**TASK OBJECTIVE:** For this listing, the lines between the one holding "let mut line = String::new();" and the one holding "let value = request(stdin, reader, id, method, params);", inclusive, must be set down exactly.
%%
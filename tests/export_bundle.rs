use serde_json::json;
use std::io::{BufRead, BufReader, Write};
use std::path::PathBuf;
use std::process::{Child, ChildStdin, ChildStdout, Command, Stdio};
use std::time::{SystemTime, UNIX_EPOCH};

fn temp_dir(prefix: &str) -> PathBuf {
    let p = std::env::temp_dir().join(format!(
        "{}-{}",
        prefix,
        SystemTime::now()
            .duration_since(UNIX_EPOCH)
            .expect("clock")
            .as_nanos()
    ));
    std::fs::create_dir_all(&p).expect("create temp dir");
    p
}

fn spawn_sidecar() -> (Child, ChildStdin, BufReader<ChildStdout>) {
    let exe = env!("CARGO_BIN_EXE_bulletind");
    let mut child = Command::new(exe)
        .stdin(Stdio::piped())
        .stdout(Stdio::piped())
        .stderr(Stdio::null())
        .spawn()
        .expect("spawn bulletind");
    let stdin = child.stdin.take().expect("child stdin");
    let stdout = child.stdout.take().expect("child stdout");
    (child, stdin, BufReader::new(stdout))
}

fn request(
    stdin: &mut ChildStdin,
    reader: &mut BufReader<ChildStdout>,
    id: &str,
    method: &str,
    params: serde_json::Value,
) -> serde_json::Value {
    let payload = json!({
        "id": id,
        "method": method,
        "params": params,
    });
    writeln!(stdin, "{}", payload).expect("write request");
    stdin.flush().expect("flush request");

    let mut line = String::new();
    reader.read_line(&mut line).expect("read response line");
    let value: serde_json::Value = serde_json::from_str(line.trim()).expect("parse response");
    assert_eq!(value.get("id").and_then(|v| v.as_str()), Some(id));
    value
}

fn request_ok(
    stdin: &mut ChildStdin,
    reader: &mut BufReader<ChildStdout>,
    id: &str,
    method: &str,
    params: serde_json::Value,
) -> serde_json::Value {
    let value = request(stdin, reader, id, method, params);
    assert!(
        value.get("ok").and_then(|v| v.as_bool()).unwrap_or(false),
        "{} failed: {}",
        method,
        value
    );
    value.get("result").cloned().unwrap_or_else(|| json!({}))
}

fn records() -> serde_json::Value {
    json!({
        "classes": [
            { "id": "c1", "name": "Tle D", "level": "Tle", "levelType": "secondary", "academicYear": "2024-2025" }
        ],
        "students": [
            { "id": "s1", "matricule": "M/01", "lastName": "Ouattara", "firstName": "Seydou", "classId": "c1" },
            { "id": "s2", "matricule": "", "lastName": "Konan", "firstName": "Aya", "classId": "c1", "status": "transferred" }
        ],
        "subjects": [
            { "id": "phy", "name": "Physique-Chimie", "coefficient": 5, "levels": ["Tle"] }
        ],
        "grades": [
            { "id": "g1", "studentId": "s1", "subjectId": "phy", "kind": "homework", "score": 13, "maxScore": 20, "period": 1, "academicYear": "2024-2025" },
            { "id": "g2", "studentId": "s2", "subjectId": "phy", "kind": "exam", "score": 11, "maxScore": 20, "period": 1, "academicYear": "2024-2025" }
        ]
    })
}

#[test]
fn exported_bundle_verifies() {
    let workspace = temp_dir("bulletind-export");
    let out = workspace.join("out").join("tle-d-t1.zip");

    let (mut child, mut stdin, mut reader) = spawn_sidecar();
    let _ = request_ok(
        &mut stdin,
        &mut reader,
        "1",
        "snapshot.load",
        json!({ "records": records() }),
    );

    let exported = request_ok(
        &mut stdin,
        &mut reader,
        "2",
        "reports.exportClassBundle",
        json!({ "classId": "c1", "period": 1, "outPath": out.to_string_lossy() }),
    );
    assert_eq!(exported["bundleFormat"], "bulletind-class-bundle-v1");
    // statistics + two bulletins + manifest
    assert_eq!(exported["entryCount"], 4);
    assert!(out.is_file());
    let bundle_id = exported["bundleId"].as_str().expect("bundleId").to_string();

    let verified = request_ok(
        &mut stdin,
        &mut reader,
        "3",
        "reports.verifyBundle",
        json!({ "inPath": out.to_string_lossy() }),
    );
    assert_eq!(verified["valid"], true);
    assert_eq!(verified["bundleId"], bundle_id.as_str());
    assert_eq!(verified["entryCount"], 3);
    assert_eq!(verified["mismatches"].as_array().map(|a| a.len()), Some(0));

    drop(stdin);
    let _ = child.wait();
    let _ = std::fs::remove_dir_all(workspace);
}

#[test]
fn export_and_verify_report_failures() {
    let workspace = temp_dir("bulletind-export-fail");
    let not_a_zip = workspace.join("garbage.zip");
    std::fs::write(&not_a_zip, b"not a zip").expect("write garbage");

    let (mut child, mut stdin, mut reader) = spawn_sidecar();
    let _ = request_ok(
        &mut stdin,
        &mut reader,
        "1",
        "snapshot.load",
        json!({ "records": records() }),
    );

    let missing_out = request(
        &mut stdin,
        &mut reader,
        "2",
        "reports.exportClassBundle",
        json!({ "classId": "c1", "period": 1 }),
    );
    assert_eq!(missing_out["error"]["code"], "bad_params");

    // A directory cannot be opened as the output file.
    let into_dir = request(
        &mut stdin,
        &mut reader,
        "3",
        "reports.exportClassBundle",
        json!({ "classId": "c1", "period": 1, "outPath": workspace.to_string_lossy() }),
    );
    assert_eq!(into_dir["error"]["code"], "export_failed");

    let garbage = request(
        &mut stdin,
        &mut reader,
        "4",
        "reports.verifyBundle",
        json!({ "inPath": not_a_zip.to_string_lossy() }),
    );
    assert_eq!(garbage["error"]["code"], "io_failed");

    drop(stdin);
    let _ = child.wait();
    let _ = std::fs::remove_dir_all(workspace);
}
%%
**ANSWER SPACE:**
    let mut line = String::new();
    reader.read_line(&mut line).expect("read response line");
    let value: serde_json::Value = serde_json::from_str(line.trim()).expect("parse response");
    assert_eq!(value.get("id").and_then(|v| v.as_str()), Some(id));
    value
}

fn request_ok(
    stdin: &mut ChildStdin,
    reader: &mut BufReader<ChildStdout>,
    id: &str,
    method: &str,
    params: serde_json::Value,
) -> serde_json::Value {
    let value = request(stdin, reader, id, method, params);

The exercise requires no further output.